Work task
Give back, word for word, the lines in the listing below from the one holding "for value in" down to the one holding "integer they equal.", both ends included.

------ Dataset records

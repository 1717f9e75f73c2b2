use crate::value::Value;
use xxhash_rust::xxh3::Xxh3;

/// Value-hash format version byte mixed into every key digest.
const VALUE_HASH_VERSION: u8 = 1;

/// Stable XXH3 seed used by group-key hashing.
const VALUE_HASH_SEED: u64 = 0;

///
/// StableHash
///
/// StableHash is the fixed-width hash identifier used to bucket group keys.
///

pub(crate) type StableHash = u64;

fn feed_u8(h: &mut Xxh3, x: u8) {
    h.update(&[x]);
}
fn feed_u32(h: &mut Xxh3, x: u32) {
    h.update(&x.to_be_bytes());
}
fn feed_u64(h: &mut Xxh3, x: u64) {
    h.update(&x.to_be_bytes());
}
fn feed_i64(h: &mut Xxh3, x: i64) {
    h.update(&x.to_be_bytes());
}
fn feed_bytes(h: &mut Xxh3, b: &[u8]) {
    h.update(b);
}

#[cfg(test)]
thread_local! {
    static TEST_HASH_OVERRIDE: std::cell::Cell<Option<StableHash>> =
        const { std::cell::Cell::new(None) };
}

// Execute one closure with a thread-local test hash override and always restore
// the previous override state, even if the closure panics.
#[cfg(test)]
pub(crate) fn with_test_hash_override<T>(
    override_hash: StableHash,
    f: impl FnOnce() -> T + std::panic::UnwindSafe,
) -> T {
    let previous = TEST_HASH_OVERRIDE.with(|cell| cell.replace(Some(override_hash)));
    let result = std::panic::catch_unwind(f);
    TEST_HASH_OVERRIDE.with(|cell| cell.set(previous));
    match result {
        Ok(value) => value,
        Err(payload) => std::panic::resume_unwind(payload),
    }
}

/// Hash an ordered list of grouping values.
///
/// Numerics that compare equal across Int/Uint/Float64 hash identically, so
/// hash bucketing never splits one group.
#[must_use]
pub(crate) fn stable_hash_values<'a>(values: impl IntoIterator<Item = &'a Value>) -> StableHash {
    #[cfg(test)]
    if let Some(hash) = TEST_HASH_OVERRIDE.with(std::cell::Cell::get) {
        return hash;
    }

    let mut h = Xxh3::with_seed(VALUE_HASH_SEED);
    feed_u8(&mut h, VALUE_HASH_VERSION);
    let mut count = 0u32;
    for value in values {
        write_to_hasher(value, &mut h);
        count = count.saturating_add(1);
    }
    feed_u32(&mut h, count);

    h.digest()
}

// Integral floats inside [i64::MIN, 2^64) hash as the integer they equal.
const INT_HASH_FLOOR: f64 = -9_223_372_036_854_775_808.0;
const INT_HASH_CEIL: f64 = 18_446_744_073_709_551_616.0;

#[expect(clippy::cast_possible_truncation)]
fn write_to_hasher(value: &Value, h: &mut Xxh3) {
    feed_u8(h, value.tag().to_u8());

    match value {
        Value::Blob(bytes) => {
            feed_u32(h, bytes.len() as u32);
            feed_bytes(h, bytes);
        }
        Value::Bool(b) => feed_u8(h, u8::from(*b)),
        Value::Int(v) => write_integer(h, i128::from(*v)),
        Value::Uint(v) => write_integer(h, i128::from(*v)),
        Value::Float64(f) => {
            let v = f.get();
            if v.fract() == 0.0 && (INT_HASH_FLOOR..INT_HASH_CEIL).contains(&v) {
                write_integer(h, v as i128);
            } else {
                feed_u8(h, 0xF0);
                feed_bytes(h, &f.to_be_bytes());
            }
        }
        Value::Null => {}
        Value::Text(text) => {
            feed_u32(h, text.len() as u32);
            feed_bytes(h, text.as_bytes());
        }
    }
}

#[expect(clippy::cast_possible_truncation, clippy::cast_sign_loss)]
fn write_integer(h: &mut Xxh3, v: i128) {
    if v < 0 {
        feed_u8(h, 0xF1);
        feed_i64(h, v as i64);
    } else {
        feed_u8(h, 0xF2);
        feed_u64(h, v as u64);
    }
}
//! Group-level predicates: HAVING and the GROUP-NUM/LIMIT gate.

use crate::{error::InternalError, exec::driver::OutputRow};

///
/// Logical
///
/// Three-valued predicate result plus an evaluation failure.
///

#[derive(Clone, Debug, Eq, PartialEq)]
pub enum Logical {
    True,
    False,
    Unknown,
    Error(String),
}

impl Logical {
    /// Collapse to a pass/fail decision. `Unknown` fails; `Error` propagates.
    pub fn passes(self) -> Result<bool, InternalError> {
        match self {
            Self::True => Ok(true),
            Self::False | Self::Unknown => Ok(false),
            Self::Error(message) => Err(InternalError::predicate(message)),
        }
    }
}

impl From<bool> for Logical {
    fn from(v: bool) -> Self {
        if v { Self::True } else { Self::False }
    }
}

///
/// GroupPredicate
///

pub trait GroupPredicate {
    fn evaluate(&self, row: &OutputRow) -> Logical;
}

impl<F> GroupPredicate for F
where
    F: Fn(&OutputRow) -> Logical,
{
    fn evaluate(&self, row: &OutputRow) -> Logical {
        self(row)
    }
}

///
/// GroupLimit
///
/// Predicate over candidate group rows (usually on `group_num`).
/// With `stop_when_false`, the first false result also stops the scan.
///

pub struct GroupLimit {
    predicate: Box<dyn GroupPredicate>,
    stop_when_false: bool,
}

impl GroupLimit {
    #[must_use]
    pub fn new(predicate: impl GroupPredicate + 'static, stop_when_false: bool) -> Self {
        Self {
            predicate: Box::new(predicate),
            stop_when_false,
        }
    }

    /// Emit only the first `count` groups, then stop scanning.
    #[must_use]
    pub fn first(count: u64) -> Self {
        Self::new(
            move |row: &OutputRow| Logical::from(row.group_num <= count),
            true,
        )
    }

    #[must_use]
    pub const fn stop_when_false(&self) -> bool {
        self.stop_when_false
    }

    pub fn evaluate(&self, row: &OutputRow) -> Logical {
        self.predicate.evaluate(row)
    }
}

impl std::fmt::Debug for GroupLimit {
    fn fmt(&self, f: &mut std::fmt::Formatter<'_>) -> std::fmt::Result {
        f.debug_struct("GroupLimit")
            .field("stop_when_false", &self.stop_when_false)
            .finish_non_exhaustive()
    }
}

///
/// TESTS
///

------------

Your response
    for value in values {
        write_to_hasher(value, &mut h);
        count = count.saturating_add(1);
    }
    feed_u32(&mut h, count);

    h.digest()
}

// Integral floats inside [i64::MIN, 2^64) hash as the integer they equal.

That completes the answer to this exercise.